Homage to John Ashbery

Several years ago, after reading John Ashbery's "Some Trees," I wrote the following poem, which is a direct imitation. The subject matter is mine, as is the negativity, but the form is more or less Ashbery's, with emphasis on enjambment and near rhymes.

To -------
The bee bumps against the glass again
And again, as though her brain
Takes direction from a satellite
That maps the shades beyond it --
Low light that skims the concrete stubble.
Her frustration becomes terrible,
A rattling like venetian blinds
Set in motion by the wind.
She wants only to rejoin the hive
Out there, somewhere, where you live
With my name a blister on your lips.
I raise the sash, and she escapes,
Off to add her fanning to the colony.
We share the impulse, she
And I, except no window blocks
My will, and I am never coming back.
  

John Ashbery (1925-2017)

A compact, purposeful signature. John Ashbery
signed this copy of Girls on the Run for me
in Philadelphia in April 1999.  
John Ashbery, the only contemporary poet I have read with any regularity, died Sunday at age 90. As with many other poets, I discovered his work through music -- in his case, Ned Rorem's "Some Trees" and of, course, Elliott Carter's "Syringa" from 1978.

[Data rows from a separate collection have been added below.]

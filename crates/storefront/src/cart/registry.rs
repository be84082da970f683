//! Server-hosted cart containers, one per browser tab.
//!
//! A device id plays the role of one browser's local storage: every tab of a
//! device shares a storage scope, so tabs of the same device see each
//! other's changes. Each tab gets its own container and origin.

use std::sync::Arc;
use std::time::Duration;

use futures::FutureExt;
use moka::future::Cache;
use tokio::sync::broadcast;
use tracing::{debug, info, instrument};
use vitrine_core::UserId;

use super::checkout::WhatsAppCheckout;
use super::container::{CartContainer, CartOptions};
use crate::notify::{self, Notification, Notifier};
use crate::storage::{NamespacedStorage, StorageBackend};

/// Idle time after which a tab's container is flushed and dropped.
const TAB_IDLE_TIMEOUT: Duration = Duration::from_secs(30 * 60);
const MAX_TABS: u64 = 10_000;

#[derive(Debug, Clone, PartialEq, Eq, Hash)]
struct TabKey {
    device: String,
    tab: String,
}

/// A container opened for one request, with the notifications it emits.
pub struct TabSession {
    pub container: Arc<CartContainer>,
    notifications: broadcast::Receiver<Notification>,
}

impl TabSession {
    /// Notifications emitted since the session was opened.
    ///
    /// The receiver follows the tab's whole notifier, so sessions open on the
    /// same tab at the same time each see the other's notifications too.
    pub fn drain(&mut self) -> Vec<Notification> {
        notify::drain(&mut self.notifications)
    }
}

/// Registry of live tab containers with idle expiry.
#[derive(Clone)]
pub struct TabRegistry {
    inner: Arc<TabRegistryInner>,
}

struct TabRegistryInner {
    tabs: Cache<TabKey, Arc<CartContainer>>,
    backend: Arc<dyn StorageBackend>,
    checkout: WhatsAppCheckout,
    options: CartOptions,
}

impl TabRegistry {
    #[must_use]
    pub fn new(
        backend: Arc<dyn StorageBackend>,
        checkout: WhatsAppCheckout,
        options: CartOptions,
    ) -> Self {
        let tabs = Cache::builder()
            .max_capacity(MAX_TABS)
            .time_to_idle(TAB_IDLE_TIMEOUT)
            .async_eviction_listener(|key: Arc<TabKey>, container: Arc<CartContainer>, cause| {
                async move {
                    debug!(device = %key.device, tab = %key.tab, ?cause, "Closing tab");
                    container.flush().await;
                }
                .boxed()
            })
            .build();

        Self {
            inner: Arc::new(TabRegistryInner {
                tabs,
                backend,
                checkout,
                options,
            }),
        }
    }

    /// The container for `tab` on `device`, opened (and loaded) on first
    /// use, switched to `user`'s namespace when it differs.
    #[instrument(skip(self, user))]
    pub async fn open(&self, device: &str, tab: &str, user: Option<UserId>) -> TabSession {
        let key = TabKey {
            device: device.to_string(),
            tab: tab.to_string(),
        };

        let notifier = Notifier::new();
        let fresh_notifications = notifier.subscribe();
        let inner = Arc::clone(&self.inner);
        let scope = device.to_string();
        let initial_user = user.clone();

        let entry = self
            .inner
            .tabs
            .entry(key)
            .or_insert_with(async move {
                let storage = Arc::new(NamespacedStorage::new(
                    Arc::clone(&inner.backend),
                    Some(scope),
                ));
                Arc::new(
                    CartContainer::open(
                        storage,
                        inner.checkout.clone(),
                        notifier,
                        inner.options,
                        initial_user,
                    )
                    .await,
                )
            })
            .await;

        if entry.is_fresh() {
            info!("Tab opened");
            return TabSession {
                container: entry.into_value(),
                notifications: fresh_notifications,
            };
        }

        let container = entry.into_value();
        let notifications = container.notifier().subscribe();
        container.switch_namespace(user).await;
        TabSession {
            container,
            notifications,
        }
    }

    /// Close a tab now: its container is flushed and dropped.
    pub async fn close(&self, device: &str, tab: &str) {
        let key = TabKey {
            device: device.to_string(),
            tab: tab.to_string(),
        };
        self.inner.tabs.invalidate(&key).await;
        self.inner.tabs.run_pending_tasks().await;
    }

    /// Flush every open tab (used at shutdown).
    pub async fn flush_all(&self) {
        let open: Vec<Arc<CartContainer>> =
            self.inner.tabs.iter().map(|(_, container)| container).collect();
        for container in &open {
            container.flush().await;
        }
        info!(tabs = open.len(), "Flushed open tabs");
    }
}

#[cfg(test)]
#[allow(clippy::unwrap_used)]
mod tests {
    use vitrine_core::{ProductId, ProductInput};

    use super::*;
    use crate::cart::checkout::ReturnLink;
    use crate::storage::MemoryBackend;

    fn registry(backend: &Arc<MemoryBackend>) -> TabRegistry {
        TabRegistry::new(
            Arc::clone(backend) as Arc<dyn StorageBackend>,
            WhatsAppCheckout::new("5511999990000", Arc::new(ReturnLink)),
            CartOptions::default(),
        )
    }

    fn input(id: &str) -> ProductInput {
        ProductInput {
            id: Some(id.to_string()),
            name: Some("Speed".to_string()),
            ..ProductInput::default()
        }
    }

    #[tokio::test(start_paused = true)]
    async fn test_same_tab_reuses_container() {
        let backend = Arc::new(MemoryBackend::new());
        let tabs = registry(&backend);

        let first = tabs.open("d1", "t1", None).await;
        first.container.add_to_cart(input("w1"), 1);

        let second = tabs.open("d1", "t1", None).await;
        assert!(Arc::ptr_eq(&first.container, &second.container));
        assert_eq!(second.container.total_items(), 1);
    }

    #[tokio::test(start_paused = true)]
    async fn test_tabs_of_one_device_share_storage() {
        let backend = Arc::new(MemoryBackend::new());
        let tabs = registry(&backend);

        let a = tabs.open("d1", "t1", None).await;
        let b = tabs.open("d1", "t2", None).await;
        let other_device = tabs.open("d2", "t1", None).await;

        a.container.toggle_favorite(&ProductId::new("p1"));
        tokio::time::sleep(Duration::from_secs(1)).await;

        assert!(b.container.is_favorite(&ProductId::new("p1")));
        assert_eq!(other_device.container.favorites_count(), 0);
    }

    #[tokio::test(start_paused = true)]
    async fn test_session_collects_its_notifications() {
        let backend = Arc::new(MemoryBackend::new());
        let tabs = registry(&backend);

        let mut session = tabs.open("d1", "t1", None).await;
        session.container.add_to_cart(input("w1"), 1);

        let notes = session.drain();
        assert_eq!(notes.len(), 1);
        assert!(notes[0].message.contains("Speed"));
    }

    #[tokio::test(start_paused = true)]
    async fn test_overlapping_sessions_share_tab_notifications() {
        let backend = Arc::new(MemoryBackend::new());
        let tabs = registry(&backend);

        let mut first = tabs.open("d1", "t1", None).await;
        let mut second = tabs.open("d1", "t1", None).await;
        first.container.add_to_cart(input("w1"), 1);

        assert_eq!(first.drain().len(), 1);
        assert_eq!(second.drain().len(), 1);

        let mut other_tab = tabs.open("d1", "t2", None).await;
        second.container.clear_cart();
        first.container.toggle_favorite(&ProductId::new("p1"));
        assert!(other_tab.drain().is_empty());
    }

    #[tokio::test(start_paused = true)]
    async fn test_close_flushes_pending_changes() {
        let backend = Arc::new(MemoryBackend::new());
        let tabs = registry(&backend);

        let session = tabs.open("d1", "t1", None).await;
        session.container.add_to_cart(input("w1"), 2);
        drop(session);

        tabs.close("d1", "t1").await;
        assert_eq!(backend.len(), 1);

        let reopened = tabs.open("d1", "t1", None).await;
        assert_eq!(reopened.container.total_items(), 2);
    }

    #[tokio::test(start_paused = true)]
    async fn test_user_header_switches_namespace() {
        let backend = Arc::new(MemoryBackend::new());
        let tabs = registry(&backend);

        let guest = tabs.open("d1", "t1", None).await;
        guest.container.add_to_cart(input("w1"), 1);

        let member = tabs.open("d1", "t1", Some(UserId::new("42"))).await;
        assert_eq!(member.container.total_items(), 0);

        let guest_again = tabs.open("d1", "t1", None).await;
        assert_eq!(guest_again.container.total_items(), 1);
    }
}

That one work spurred me on to read several of Ashbery's books, including Houseboat Days (in which "Syringa" appears), Self-Portrait in a Convex Mirror, Shadow Train, and Girls on the Run, a copy of which the poet signed for me April 1999 before a reading at the abandoned Barclay Hotel in Philadelphia. I mentioned "Syringa" to him, and he replied that while Carter was his favorite composer, he had never liked the piece until he heard Katherine Ciesinski sing it on the Bridge recording. I shouldn't have been surprised. Poets often react badly to musical settings of their work. They must have the sound of their words lodged in their heads, and anything that alters that sound is experienced as a jarring violation. (A composer has set my own "Sonnet: May 1913" to music. I have not heard the song, but I don't doubt I'll have my objections.)

Carter returned to Ashbery's poetry in 2007 with  "Mad Regales," a set of three miniatures for six voices a capella. Something about the verses must have inspired him, as "Mad Regales" was his first choral piece in sixty years. I have no word on how the poet felt about it..

It's hard for me to pin down just what I like about Ashbery's work. Line for line, the cool, conversational tone seems lucid, but after just a few of these, cool, conversational lines, one begins to feel lost. The subject keeps changing, and the lack of context makes the referents of the pronouns hard to keep straight. This sense of disorientation seems to have been the point, as we read in the august pages of the omniscient New Yorker: "a world that is complex requires a poetry that is complex." Fair enough, I suppose, though one could make the counterargument that a directness that makes sense of the complexity would be more helpful.

At the reading in 1999, a beautiful young woman I spoke with briefly, who had never read Ashbery's poetry, told me she was surprised at how funny he was. She was right. He made excellent jokes, a point that has been lost in the barrage of encomia in the press. I'll end with my favorite here, from "Worsening Situation," the second poem in Self-Portrait in a Convex Mirror:

                          One day a man called while I was out
And left this message: "You got the whole thing wrong
From start to finish. Luckily, there's still time
To correct the situation, but you must act fast.
See me at your earliest convenience. And please
Tell no one of this. Much besides your life depends on it."
I thought nothing of it at the time.